-- Supplied records follows --

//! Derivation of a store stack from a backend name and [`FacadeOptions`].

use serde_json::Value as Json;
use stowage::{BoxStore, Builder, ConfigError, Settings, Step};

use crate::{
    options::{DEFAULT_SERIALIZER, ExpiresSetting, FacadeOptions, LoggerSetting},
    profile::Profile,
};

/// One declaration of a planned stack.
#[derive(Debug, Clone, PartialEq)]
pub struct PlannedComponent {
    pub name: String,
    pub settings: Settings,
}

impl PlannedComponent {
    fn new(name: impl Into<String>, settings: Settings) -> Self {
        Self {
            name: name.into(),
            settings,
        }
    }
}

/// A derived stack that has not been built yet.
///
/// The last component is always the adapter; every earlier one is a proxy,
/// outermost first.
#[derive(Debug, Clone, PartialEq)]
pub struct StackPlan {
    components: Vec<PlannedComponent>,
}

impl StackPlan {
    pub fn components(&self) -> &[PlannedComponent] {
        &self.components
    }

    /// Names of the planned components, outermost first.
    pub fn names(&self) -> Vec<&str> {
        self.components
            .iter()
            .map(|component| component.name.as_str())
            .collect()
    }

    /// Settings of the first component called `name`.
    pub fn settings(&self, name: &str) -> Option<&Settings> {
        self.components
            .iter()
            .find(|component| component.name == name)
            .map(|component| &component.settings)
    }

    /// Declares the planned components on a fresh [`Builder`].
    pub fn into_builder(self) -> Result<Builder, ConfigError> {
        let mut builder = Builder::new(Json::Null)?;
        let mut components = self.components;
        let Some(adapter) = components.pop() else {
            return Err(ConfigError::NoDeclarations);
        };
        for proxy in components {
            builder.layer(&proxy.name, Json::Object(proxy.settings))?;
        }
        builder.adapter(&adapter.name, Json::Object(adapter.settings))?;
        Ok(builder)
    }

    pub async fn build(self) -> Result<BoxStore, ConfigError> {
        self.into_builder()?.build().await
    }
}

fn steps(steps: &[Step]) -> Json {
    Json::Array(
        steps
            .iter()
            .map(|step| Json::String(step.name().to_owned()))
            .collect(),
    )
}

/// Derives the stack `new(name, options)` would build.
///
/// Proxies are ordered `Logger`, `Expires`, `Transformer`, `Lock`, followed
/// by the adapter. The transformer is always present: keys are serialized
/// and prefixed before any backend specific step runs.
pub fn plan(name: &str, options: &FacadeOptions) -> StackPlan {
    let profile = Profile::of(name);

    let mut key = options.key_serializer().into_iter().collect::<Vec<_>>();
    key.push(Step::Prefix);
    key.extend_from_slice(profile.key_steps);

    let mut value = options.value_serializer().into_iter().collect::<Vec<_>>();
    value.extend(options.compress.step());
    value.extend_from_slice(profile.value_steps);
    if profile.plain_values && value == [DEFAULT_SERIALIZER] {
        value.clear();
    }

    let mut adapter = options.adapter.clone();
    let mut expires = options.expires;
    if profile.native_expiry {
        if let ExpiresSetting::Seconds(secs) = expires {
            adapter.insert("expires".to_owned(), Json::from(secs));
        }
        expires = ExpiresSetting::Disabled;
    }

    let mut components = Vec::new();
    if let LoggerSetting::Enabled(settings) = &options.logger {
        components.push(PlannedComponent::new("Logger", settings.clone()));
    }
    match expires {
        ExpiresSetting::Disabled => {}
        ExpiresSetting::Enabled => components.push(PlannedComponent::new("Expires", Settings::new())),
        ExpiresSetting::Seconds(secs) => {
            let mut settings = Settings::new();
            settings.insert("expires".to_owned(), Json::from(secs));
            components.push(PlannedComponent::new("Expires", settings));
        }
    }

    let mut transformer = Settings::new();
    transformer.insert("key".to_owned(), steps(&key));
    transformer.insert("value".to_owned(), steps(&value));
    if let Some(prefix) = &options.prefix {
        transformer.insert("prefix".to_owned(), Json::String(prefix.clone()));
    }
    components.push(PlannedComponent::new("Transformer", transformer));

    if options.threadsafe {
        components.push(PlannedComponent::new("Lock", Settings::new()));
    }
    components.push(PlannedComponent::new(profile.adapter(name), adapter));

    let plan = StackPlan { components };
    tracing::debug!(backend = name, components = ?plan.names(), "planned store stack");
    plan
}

-- Supplied records concluded --
-- Supplied records follows --

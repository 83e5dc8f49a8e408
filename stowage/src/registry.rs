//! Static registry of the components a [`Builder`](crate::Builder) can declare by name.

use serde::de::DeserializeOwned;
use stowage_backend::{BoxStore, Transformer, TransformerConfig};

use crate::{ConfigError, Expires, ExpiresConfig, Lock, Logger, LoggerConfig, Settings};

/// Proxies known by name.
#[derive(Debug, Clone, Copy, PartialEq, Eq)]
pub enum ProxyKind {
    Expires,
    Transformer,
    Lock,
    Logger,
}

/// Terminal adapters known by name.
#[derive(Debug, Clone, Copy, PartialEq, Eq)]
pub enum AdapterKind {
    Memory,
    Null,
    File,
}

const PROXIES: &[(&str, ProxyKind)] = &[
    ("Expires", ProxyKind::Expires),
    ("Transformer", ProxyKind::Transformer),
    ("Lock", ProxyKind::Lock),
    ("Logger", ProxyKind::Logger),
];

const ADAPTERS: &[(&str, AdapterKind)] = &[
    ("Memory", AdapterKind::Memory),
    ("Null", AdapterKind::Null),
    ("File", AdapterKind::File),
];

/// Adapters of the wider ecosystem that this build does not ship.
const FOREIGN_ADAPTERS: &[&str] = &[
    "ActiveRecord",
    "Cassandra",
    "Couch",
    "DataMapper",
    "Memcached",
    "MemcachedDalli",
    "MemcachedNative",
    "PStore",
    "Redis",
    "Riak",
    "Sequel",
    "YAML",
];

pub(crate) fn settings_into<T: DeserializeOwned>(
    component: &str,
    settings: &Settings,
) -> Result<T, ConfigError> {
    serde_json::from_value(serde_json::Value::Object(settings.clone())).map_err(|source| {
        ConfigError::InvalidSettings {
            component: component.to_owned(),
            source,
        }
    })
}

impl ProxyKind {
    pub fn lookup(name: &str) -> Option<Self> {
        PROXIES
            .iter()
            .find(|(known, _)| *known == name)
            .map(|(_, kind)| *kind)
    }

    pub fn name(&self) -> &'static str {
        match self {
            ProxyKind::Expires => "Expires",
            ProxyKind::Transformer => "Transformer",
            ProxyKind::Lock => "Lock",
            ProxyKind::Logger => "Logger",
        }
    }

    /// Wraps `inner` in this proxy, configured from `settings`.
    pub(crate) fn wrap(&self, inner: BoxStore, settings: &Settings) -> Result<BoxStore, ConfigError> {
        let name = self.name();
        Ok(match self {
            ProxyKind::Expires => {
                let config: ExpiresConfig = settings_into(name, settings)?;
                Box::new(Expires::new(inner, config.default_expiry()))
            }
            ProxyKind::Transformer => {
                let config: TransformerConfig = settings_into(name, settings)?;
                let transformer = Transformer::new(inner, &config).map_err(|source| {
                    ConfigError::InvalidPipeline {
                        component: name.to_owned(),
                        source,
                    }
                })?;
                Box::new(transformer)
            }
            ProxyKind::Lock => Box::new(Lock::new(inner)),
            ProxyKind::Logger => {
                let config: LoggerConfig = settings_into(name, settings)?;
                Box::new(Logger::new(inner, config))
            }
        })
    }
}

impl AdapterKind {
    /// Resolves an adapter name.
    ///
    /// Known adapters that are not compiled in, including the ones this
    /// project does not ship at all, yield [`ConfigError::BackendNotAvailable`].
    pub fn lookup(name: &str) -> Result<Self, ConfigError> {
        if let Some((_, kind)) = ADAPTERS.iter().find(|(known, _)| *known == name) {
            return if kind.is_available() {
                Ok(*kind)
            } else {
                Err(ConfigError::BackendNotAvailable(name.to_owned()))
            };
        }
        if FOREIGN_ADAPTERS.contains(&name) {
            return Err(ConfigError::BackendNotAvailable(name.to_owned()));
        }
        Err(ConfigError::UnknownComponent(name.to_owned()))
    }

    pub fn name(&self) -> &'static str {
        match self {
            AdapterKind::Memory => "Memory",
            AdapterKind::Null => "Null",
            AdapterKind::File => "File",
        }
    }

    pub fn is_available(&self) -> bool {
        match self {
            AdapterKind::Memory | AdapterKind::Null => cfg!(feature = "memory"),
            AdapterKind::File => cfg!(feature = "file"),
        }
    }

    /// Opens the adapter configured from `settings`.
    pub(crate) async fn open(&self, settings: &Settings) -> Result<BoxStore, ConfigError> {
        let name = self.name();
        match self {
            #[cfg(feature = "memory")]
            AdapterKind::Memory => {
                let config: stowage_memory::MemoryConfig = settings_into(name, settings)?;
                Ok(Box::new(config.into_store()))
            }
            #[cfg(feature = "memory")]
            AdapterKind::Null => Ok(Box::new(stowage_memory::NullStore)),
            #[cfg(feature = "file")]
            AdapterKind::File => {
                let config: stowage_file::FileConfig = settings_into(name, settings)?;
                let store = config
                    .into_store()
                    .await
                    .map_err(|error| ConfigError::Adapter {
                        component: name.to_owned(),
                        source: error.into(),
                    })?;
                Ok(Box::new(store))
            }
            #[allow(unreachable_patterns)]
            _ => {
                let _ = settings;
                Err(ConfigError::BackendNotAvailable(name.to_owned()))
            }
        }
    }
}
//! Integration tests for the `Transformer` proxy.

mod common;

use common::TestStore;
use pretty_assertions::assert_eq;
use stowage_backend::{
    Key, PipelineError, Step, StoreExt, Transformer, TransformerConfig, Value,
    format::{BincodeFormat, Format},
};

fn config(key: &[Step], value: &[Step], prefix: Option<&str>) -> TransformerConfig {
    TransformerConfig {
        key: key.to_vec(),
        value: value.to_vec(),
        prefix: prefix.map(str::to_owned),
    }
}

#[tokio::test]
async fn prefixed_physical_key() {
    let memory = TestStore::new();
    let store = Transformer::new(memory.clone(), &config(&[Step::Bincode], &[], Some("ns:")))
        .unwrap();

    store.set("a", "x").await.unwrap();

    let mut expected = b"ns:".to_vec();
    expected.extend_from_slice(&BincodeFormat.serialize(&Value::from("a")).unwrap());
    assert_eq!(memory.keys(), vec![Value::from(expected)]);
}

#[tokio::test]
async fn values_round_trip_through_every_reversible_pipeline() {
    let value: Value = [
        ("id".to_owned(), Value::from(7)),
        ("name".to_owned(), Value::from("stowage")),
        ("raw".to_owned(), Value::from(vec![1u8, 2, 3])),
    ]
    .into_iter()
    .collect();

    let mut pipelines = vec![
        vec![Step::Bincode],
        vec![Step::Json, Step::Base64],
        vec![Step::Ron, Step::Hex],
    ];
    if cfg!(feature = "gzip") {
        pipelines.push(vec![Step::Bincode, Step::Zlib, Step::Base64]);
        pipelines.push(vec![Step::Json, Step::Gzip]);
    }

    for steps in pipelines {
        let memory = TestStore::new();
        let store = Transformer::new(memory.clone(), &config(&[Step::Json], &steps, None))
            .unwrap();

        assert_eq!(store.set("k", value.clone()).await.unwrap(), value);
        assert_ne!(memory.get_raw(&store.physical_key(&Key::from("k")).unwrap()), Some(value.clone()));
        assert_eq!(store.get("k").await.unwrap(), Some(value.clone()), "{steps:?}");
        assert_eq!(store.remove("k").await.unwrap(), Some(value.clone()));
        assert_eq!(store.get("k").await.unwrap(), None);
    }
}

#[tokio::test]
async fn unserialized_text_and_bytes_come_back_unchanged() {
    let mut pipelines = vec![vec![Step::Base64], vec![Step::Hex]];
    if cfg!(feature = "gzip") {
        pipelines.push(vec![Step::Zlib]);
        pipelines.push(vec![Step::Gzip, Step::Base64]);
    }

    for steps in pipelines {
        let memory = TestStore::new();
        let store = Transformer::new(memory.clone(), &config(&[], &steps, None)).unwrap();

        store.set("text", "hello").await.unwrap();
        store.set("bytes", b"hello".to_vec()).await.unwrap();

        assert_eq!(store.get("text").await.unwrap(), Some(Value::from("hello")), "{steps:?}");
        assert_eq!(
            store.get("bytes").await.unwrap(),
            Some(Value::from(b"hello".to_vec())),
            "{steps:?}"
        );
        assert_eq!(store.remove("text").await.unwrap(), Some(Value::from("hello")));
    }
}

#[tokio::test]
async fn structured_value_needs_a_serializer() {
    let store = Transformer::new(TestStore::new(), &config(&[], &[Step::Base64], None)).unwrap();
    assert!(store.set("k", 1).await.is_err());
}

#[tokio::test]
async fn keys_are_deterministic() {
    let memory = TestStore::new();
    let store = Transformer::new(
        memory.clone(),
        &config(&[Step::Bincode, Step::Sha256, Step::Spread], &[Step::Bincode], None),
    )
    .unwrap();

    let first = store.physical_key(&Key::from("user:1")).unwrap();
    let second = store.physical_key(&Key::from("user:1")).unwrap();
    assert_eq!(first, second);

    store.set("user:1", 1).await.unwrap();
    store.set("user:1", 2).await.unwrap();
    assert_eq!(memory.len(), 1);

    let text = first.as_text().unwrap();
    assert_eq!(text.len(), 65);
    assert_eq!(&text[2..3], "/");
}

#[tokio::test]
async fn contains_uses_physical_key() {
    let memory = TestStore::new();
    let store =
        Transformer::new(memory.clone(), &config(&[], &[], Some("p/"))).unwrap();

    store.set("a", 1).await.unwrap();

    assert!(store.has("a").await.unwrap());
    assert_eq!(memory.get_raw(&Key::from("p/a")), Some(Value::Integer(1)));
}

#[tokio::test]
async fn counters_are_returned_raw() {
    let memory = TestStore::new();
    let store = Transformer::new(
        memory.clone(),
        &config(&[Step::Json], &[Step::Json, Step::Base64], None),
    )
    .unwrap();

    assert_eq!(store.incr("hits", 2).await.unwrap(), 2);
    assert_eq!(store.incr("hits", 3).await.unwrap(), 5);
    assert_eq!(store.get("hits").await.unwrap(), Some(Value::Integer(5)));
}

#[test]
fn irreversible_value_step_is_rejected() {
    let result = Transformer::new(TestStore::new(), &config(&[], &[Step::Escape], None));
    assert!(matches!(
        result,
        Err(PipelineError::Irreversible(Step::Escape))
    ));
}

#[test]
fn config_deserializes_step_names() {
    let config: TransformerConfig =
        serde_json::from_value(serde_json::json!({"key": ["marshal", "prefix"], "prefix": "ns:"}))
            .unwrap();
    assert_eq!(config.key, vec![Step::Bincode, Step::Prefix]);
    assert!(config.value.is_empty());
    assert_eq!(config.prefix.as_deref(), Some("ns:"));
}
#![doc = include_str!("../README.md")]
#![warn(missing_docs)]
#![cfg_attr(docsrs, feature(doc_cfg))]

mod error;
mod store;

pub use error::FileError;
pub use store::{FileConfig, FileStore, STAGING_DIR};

-- Supplied records concluded --

### How to complete this task
Pick out every line above that holds the word "LoggerSetting" and copy it.

### Reply
    options::{DEFAULT_SERIALIZER, ExpiresSetting, FacadeOptions, LoggerSetting},
    if let LoggerSetting::Enabled(settings) = &options.logger {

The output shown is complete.